Durante esta pausa en la evolución intelectual, las Universidades francesas,
sobre todo la de París, elaboraron su sistema y métodos de enseñanza. Queda
fuera de nuestro campo el estudio de las Universidades y su desarrollo. Sin
embargo, podemos advertir que, durante este período de estancamiento aparente
de la filosofía, se instauró por vez primera en la civilización europea lo que
hoy llamaríamos enseñanza universitaria. Los estudiantes se matriculaban
regularmente y seguían un programa fijo de alto nivel durante un tiempo
determinado. Impartían la enseñanza profesores acreditados y muy famosos. Los
estudios concluían con un auténtico examen. Quienes lo superaban obtenían el
«grado» de bachiller o de maestro, que daba un estatuto y una cualificación
cuya validez se reconocía en toda la cristiandad occidental.
Invisible
y esporádicamente, los tratados filosóficos de Aristóteles comenzaron a
penetrar en Francia desde Sicilia y, sobre todo, desde España, donde los
traductores habían emprendido su tarea a mediados del siglo. La subsiguiente
revolución intelectual estuvo determinada por dos factores. El primero fue el
camino lento y azaroso que, durante casi un siglo, hubieron de recorrer las
traducciones de Aristóteles para llegar a París y Oxford cada vez en mayor
número y más fieles al texto griego original. En general, llegaron primero los
tratados científicos (1170-1180); después, las grandes obras filosóficas sobre
la metafísica, la moral y al psicología. Luego los tratados prácticos y
literarios, para terminar con la Política y la Poética, hacia
1250-1260. El segundo factor fue la «contaminación» de las doctrinas
aristotélicas en parte por las obras neoplatónicas apócrifas —que pasaban por
ser de Aristóteles— y, sobre todo, por los comentarios y traducciones de los
árabes, que interpretaron al Estagirita según sus particulares perspectivas
que, o dependían del platonismo, o eran profanas y deterministas.
La obra
de Aristóteles, asequible ya, suscitó al principio un interés limitado en las
facultades de letras, donde sólo se estudiaba la lógica. Unicamente se hizo
notar porque sirvió de soporte a la enseñanza materialista y panteísta de
algunos autores. Por eso, en 1210, el arzobispo de Sens prohibió
públicamente su uso a los profesores de París.

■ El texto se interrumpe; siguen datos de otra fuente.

//! Registry of named key maps.
//!
//! A [`KeyRegistry`] owns one [`KeyMap`] per category name and is the
//! engine's single point of truth for GeoTIFF/EPSG code resolution.
//! Several category names may share the identical map instance (the unit
//! categories do), so lookups under any of the names resolve through the
//! same table.
//!
//! # Thread Safety
//!
//! The registry is designed for a single-writer initialization phase:
//! build and register on one thread, then share read-only (typically
//! behind an `Arc`). It provides no internal locking.

use std::collections::HashMap;
use std::sync::Arc;

use tracing::debug;

use super::{KeyMap, KeyMapError};

/// Standard category names registered by [`KeyRegistry::standard`].
pub mod categories {
    /// Geodetic datums.
    pub const DATUM: &str = "datum";
    /// Reference ellipsoids.
    pub const ELLIPSOID: &str = "ellipsoid";
    /// Geographic (lat/lon) coordinate systems.
    pub const GEOGRAPHIC_CS: &str = "geographic_cs";
    /// Projected coordinate systems.
    pub const PROJECTED_CS: &str = "projected_cs";
    /// Prime meridians.
    pub const PRIME_MERIDIAN: &str = "prime_meridian";
    /// Projection (map grid) methods.
    pub const PROJECTION: &str = "projection";
    /// Vertical coordinate systems.
    pub const VERTICAL_CS: &str = "vertical_cs";
    /// Coordinate transformation methods.
    pub const COORD_TRANSFORM: &str = "coord_transform";
    /// GeoTIFF key identifiers.
    pub const GEOKEY: &str = "geokey";
    /// Units of measure (shared table).
    pub const UNITS: &str = "units";
    /// Angular units, aliased to the shared units table.
    pub const ANGULAR_UNITS: &str = "angular_units";
    /// Linear units, aliased to the shared units table.
    pub const LINEAR_UNITS: &str = "linear_units";
}

/// (category, bundled resource) pairs for the independently loaded
/// standard categories. The unit categories are registered separately so
/// they can share one map instance.
const STANDARD_CATEGORIES: &[(&str, &str)] = &[
    (categories::DATUM, "epsg/datum.properties"),
    (categories::ELLIPSOID, "epsg/ellipsoid.properties"),
    (categories::GEOGRAPHIC_CS, "epsg/geographic_cs.properties"),
    (categories::PROJECTED_CS, "epsg/projected_cs.properties"),
    (categories::PRIME_MERIDIAN, "epsg/prime_meridian.properties"),
    (categories::PROJECTION, "epsg/projection.properties"),
    (categories::VERTICAL_CS, "epsg/vertical_cs.properties"),
    (categories::COORD_TRANSFORM, "epsg/coord_transform.properties"),
    (categories::GEOKEY, "epsg/geokey.properties"),
];

/// Bundled resource backing the shared unit categories.
const UNITS_RESOURCE: &str = "epsg/units.properties";

/// Collection of named [`KeyMap`]s with explicit category aliasing.
#[derive(Debug, Default)]
pub struct KeyRegistry {
    maps: HashMap<String, Arc<KeyMap>>,
}

impl KeyRegistry {
    /// Create an empty registry.
    pub fn new() -> Self {
        Self {
            maps: HashMap::new(),
        }
    }

    /// Create a registry populated with the standard EPSG/GeoTIFF
    /// categories from bundled resources.
    ///
    /// `units`, `angular_units` and `linear_units` share one map
    /// instance, so a lookup under any of the three names reads the same
    /// table.
    ///
    /// # Errors
    ///
    /// [`KeyMapError::ResourceMissing`] or [`KeyMapError::Parse`] if a
    /// bundled resource fails to load.
    pub fn standard() -> Result<Self, KeyMapError> {
        let mut registry = Self::new();

        for &(category, resource) in STANDARD_CATEGORIES {
            registry.add_key_map_from_resource(category, resource)?;
        }

        let units = Arc::new(KeyMap::load(UNITS_RESOURCE)?);
        registry.add_key_map(categories::UNITS, Arc::clone(&units));
        registry.add_key_map(categories::ANGULAR_UNITS, Arc::clone(&units));
        registry.add_key_map(categories::LINEAR_UNITS, units);

        Ok(registry)
    }

    /// Register a key map under `category`, replacing any existing entry
    /// unconditionally.
    pub fn add_key_map(&mut self, category: impl Into<String>, map: Arc<KeyMap>) {
        let category = category.into();
        debug!(category = %category, entries = map.len(), "registered key map");
        self.maps.insert(category, map);
    }

    /// Load a bundled resource and register it under `category`.
    ///
    /// # Errors
    ///
    /// Propagates [`KeyMapError::ResourceMissing`] (and parse errors)
    /// from the load; the registry's other categories are unaffected.
    pub fn add_key_map_from_resource(
        &mut self,
        category: impl Into<String>,
        logical_path: &str,
    ) -> Result<(), KeyMapError> {
        let map = KeyMap::load(logical_path)?;
        self.add_key_map(category, Arc::new(map));
        Ok(())
    }

    /// Get the key map registered under `category`.
    pub fn get_key_map(&self, category: &str) -> Option<Arc<KeyMap>> {
        self.maps.get(category).map(Arc::clone)
    }

    /// Get the integer code for `key` in the named category.
    ///
    /// An unknown category is a normal outcome and yields `Ok(-1)`, as
    /// does an unknown key within a known category.
    ///
    /// # Errors
    ///
    /// [`KeyMapError::MalformedCode`] propagated from the delegate map.
    pub fn code_of(&self, category: &str, key: &str) -> Result<i32, KeyMapError> {
        match self.maps.get(category) {
            Some(map) => map.code_of(key),
            None => Ok(-1),
        }
    }

    /// Get the symbolic key for `code` in the named category.
    ///
    /// `None` when the category itself is unknown.
    pub fn key_of(&self, category: &str, code: i32) -> Option<String> {
        self.maps
            .get(category)
            .and_then(|map| map.key_of(code))
            .map(String::from)
    }

    /// Registered category names, in arbitrary order.
    pub fn category_names(&self) -> impl Iterator<Item = &str> {
        self.maps.keys().map(String::as_str)
    }

    /// Number of registered categories (aliases counted separately).
    pub fn len(&self) -> usize {
        self.maps.len()
    }

    /// Whether no categories are registered.
    pub fn is_empty(&self) -> bool {
        self.maps.is_empty()
    }
}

Esta prohibición no concernía a
los teólogos y al principio no se aplicó más que en París. Luego la renovó
Gregorio IX en 1231, incluyéndola en la bula Parens scientiarum, que
constituyó el fundamento de la organización y de la independencia de la Universidad
de París. En este tiempo, Aristóteles había entrado ya en los programas de
estudios de letras en Oxford; también lo utilizaban los maestros de teología de
París. Desde entonces fue ampliándose su área de influencia. Los teólogos y
maestros de letras se veían obligados a tener en cuenta el pensamiento
aristotélico. Primero se contentaron con adoptar tal o cual definición o
argumento que confirmaba sus opiniones personales. Pero poco a poco
comprendieron que las ideas filosóficas y la perspectiva materialista —y quizá
también determinista— de Aristóteles eran inconciliables con las perspectivas
profundamente religiosas de Agustín y con el neoplatonismo subyacente a su
pensamiento. Hacia 1260 comenzó una encarnizada controversia: es el momento en
que llegan a París teólogos y filósofos geniales. San Buenaventura era
conservador y tenía un punto de vista franciscano y agustiniano. Utilizó poco a
Aristóteles y, con el paso de los años, fue cada vez más hostil a él. En
cambio, el dominico Alberto Magno se propuso comentar toda la obra aristotélica
con el fin de hacerla aceptable para los pensadores cristianos. Santo Tomás de
Aquino, discípulo de Alberto, fue más lejos. Propuso adoptar el sistema de
Aristóteles como base general de la teología y del pensamiento cristiano e
interpretarlo, siempre que fuese posible, en sentido cristiano y corregirlo en
algunos puntos. De hecho, santo Tomás replanteó casi todo el sistema
aristotélico y admitió ciertos elementos platónicos o neoplatónicos. En
realidad, su sistema es una construcción original en la que la armazón
aristotélica se coloca, por así decir, invertida. Aristóteles opera en un
universo empírico movido por un primer motor impersonal e inflexible. Santo
Tomás parte de un creador personal y omnipotente, cuyo amor y bondad se
extienden a todo el universo. Sin embargo, en París, a mediados del siglo XIII,
era imposible que la controversia entre los dos ilustres maestros, san
Buenaventura y santo Tomás, se solucionase por sí misma como si se hubiera
desarrollado en un fanal cerrado. De hecho vino a turbar la situación un tercer
partido capitaneado por Sigerio de Brabante y apoyado por las facultades de
letras. También aquí había penetrado Aristóteles trastornándolo todo. El programa
de letras, que hasta entonces se había limitado a la lógica, incorporó todo el corpus aristotélico.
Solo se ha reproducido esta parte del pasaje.